Exercise aim>
List every line below containing "http".

Exercise input>
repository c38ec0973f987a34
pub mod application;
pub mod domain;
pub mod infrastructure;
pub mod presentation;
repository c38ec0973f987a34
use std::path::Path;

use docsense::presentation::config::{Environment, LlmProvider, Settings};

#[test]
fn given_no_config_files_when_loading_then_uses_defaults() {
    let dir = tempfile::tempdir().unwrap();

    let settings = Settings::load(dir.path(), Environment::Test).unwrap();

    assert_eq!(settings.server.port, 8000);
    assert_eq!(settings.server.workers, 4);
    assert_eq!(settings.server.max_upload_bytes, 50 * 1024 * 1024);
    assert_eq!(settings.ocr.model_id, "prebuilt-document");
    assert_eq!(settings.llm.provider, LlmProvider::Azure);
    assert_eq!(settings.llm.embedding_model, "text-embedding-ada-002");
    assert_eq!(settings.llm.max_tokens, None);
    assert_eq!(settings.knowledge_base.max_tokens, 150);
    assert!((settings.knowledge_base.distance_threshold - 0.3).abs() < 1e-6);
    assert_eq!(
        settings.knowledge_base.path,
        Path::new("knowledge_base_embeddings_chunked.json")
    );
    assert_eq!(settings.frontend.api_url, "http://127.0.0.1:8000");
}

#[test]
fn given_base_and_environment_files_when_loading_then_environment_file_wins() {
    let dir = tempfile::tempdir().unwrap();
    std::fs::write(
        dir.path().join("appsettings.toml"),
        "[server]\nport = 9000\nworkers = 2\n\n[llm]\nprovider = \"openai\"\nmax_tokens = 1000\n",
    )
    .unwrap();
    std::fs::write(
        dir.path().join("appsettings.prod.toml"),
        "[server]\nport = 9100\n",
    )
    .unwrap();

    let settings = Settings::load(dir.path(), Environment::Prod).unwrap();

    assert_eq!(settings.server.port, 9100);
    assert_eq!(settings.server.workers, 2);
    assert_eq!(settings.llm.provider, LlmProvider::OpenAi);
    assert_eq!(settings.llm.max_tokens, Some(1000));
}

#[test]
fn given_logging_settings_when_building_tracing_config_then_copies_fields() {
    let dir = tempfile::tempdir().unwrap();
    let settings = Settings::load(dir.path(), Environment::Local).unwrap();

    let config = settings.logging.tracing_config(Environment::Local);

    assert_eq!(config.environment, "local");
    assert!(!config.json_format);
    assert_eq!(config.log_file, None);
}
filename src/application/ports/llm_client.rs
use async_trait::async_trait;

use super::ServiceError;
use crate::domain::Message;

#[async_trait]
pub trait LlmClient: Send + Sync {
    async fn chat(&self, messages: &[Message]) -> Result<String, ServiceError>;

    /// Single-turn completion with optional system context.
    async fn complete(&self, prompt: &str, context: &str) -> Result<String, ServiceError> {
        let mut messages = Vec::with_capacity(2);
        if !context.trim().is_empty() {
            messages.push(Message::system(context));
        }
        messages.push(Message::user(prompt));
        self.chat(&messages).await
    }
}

--

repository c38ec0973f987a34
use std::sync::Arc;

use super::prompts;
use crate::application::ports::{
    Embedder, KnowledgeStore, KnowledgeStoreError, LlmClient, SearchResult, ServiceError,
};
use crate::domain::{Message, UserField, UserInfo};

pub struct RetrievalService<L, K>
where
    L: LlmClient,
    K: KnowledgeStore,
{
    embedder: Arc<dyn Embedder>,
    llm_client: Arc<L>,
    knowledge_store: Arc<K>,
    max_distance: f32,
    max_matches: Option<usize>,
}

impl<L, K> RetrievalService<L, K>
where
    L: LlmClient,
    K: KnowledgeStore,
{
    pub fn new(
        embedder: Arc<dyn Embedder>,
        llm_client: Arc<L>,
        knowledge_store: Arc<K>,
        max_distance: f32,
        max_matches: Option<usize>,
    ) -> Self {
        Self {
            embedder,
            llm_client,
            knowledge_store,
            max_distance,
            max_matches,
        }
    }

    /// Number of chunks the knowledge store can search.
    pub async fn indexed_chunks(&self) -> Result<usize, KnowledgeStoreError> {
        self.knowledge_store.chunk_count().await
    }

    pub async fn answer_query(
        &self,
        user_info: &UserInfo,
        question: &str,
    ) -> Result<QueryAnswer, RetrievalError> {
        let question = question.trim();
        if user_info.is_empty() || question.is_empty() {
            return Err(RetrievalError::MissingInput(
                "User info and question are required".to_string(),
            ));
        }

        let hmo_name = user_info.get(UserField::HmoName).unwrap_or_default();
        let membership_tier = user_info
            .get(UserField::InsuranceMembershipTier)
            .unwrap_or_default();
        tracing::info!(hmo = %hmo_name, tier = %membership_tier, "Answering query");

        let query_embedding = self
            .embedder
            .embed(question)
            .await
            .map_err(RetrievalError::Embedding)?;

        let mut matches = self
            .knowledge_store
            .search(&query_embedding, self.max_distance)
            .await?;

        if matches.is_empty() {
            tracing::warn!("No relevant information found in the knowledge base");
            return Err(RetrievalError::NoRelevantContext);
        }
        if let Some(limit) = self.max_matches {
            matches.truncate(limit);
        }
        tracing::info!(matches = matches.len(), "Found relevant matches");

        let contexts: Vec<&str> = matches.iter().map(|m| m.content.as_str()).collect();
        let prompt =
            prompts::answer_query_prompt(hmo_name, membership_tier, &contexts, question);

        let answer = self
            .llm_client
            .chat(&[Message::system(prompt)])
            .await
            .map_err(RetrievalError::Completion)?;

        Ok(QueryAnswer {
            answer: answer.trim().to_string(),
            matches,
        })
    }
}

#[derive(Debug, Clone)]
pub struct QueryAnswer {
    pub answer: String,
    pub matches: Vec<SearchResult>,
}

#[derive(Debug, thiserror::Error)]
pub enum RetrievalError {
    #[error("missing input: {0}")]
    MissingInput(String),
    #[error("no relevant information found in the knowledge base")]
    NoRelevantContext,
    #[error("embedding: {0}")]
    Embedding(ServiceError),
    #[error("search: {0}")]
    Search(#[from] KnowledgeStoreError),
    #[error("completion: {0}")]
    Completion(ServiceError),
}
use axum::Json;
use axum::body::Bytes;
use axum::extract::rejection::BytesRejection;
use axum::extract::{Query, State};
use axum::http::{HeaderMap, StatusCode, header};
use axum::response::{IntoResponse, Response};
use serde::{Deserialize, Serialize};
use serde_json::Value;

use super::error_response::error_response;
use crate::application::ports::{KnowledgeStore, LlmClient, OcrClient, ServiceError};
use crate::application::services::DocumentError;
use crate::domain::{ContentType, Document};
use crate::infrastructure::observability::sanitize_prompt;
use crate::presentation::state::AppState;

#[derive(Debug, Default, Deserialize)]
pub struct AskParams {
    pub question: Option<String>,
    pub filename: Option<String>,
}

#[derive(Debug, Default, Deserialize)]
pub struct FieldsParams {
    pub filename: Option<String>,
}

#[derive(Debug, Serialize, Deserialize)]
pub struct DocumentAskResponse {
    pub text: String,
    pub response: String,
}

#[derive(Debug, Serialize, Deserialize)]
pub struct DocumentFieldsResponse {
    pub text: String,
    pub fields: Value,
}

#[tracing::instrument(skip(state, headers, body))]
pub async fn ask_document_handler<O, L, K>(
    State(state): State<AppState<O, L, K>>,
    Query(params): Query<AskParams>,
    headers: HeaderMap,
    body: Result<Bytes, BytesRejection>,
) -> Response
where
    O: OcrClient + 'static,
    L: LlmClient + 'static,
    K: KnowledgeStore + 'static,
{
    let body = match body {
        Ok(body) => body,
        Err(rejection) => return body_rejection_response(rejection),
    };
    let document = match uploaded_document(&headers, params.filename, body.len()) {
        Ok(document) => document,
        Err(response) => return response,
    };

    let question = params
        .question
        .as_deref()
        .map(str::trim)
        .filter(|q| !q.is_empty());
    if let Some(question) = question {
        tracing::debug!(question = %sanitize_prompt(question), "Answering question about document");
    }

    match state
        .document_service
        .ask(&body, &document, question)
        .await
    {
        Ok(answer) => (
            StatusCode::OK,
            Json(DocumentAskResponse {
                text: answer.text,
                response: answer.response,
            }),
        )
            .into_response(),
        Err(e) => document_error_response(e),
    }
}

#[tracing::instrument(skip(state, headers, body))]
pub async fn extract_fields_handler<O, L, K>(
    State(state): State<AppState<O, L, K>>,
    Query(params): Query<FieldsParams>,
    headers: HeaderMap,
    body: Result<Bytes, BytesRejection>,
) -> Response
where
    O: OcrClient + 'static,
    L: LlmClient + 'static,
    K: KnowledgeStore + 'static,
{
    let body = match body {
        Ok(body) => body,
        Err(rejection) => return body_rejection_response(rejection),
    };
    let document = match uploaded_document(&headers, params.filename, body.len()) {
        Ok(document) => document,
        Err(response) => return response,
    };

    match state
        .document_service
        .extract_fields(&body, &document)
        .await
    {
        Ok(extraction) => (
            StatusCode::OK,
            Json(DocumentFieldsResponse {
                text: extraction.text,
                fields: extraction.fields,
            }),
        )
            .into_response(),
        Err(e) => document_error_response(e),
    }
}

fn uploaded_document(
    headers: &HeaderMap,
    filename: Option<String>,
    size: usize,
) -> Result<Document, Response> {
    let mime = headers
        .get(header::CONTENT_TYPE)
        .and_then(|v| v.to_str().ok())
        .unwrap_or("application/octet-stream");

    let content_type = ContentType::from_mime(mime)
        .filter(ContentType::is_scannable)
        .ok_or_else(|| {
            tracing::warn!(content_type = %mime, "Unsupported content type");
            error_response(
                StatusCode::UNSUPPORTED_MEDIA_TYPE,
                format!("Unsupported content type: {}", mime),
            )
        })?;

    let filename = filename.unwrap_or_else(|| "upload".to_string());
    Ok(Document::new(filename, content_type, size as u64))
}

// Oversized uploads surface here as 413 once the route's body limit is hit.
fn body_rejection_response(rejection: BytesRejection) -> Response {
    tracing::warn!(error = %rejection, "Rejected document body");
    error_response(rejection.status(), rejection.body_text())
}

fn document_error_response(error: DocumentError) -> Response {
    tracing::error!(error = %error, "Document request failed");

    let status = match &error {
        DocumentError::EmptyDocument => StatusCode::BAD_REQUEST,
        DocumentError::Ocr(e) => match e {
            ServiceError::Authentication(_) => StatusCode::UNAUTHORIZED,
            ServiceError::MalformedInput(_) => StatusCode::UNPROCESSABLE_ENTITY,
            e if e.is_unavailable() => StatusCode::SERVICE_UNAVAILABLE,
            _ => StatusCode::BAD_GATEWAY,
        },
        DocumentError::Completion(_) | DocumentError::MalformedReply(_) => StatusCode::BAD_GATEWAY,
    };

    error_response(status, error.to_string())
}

Solved exercise>
    assert_eq!(settings.frontend.api_url, "http://127.0.0.1:8000");
use axum::http::{HeaderMap, StatusCode, header};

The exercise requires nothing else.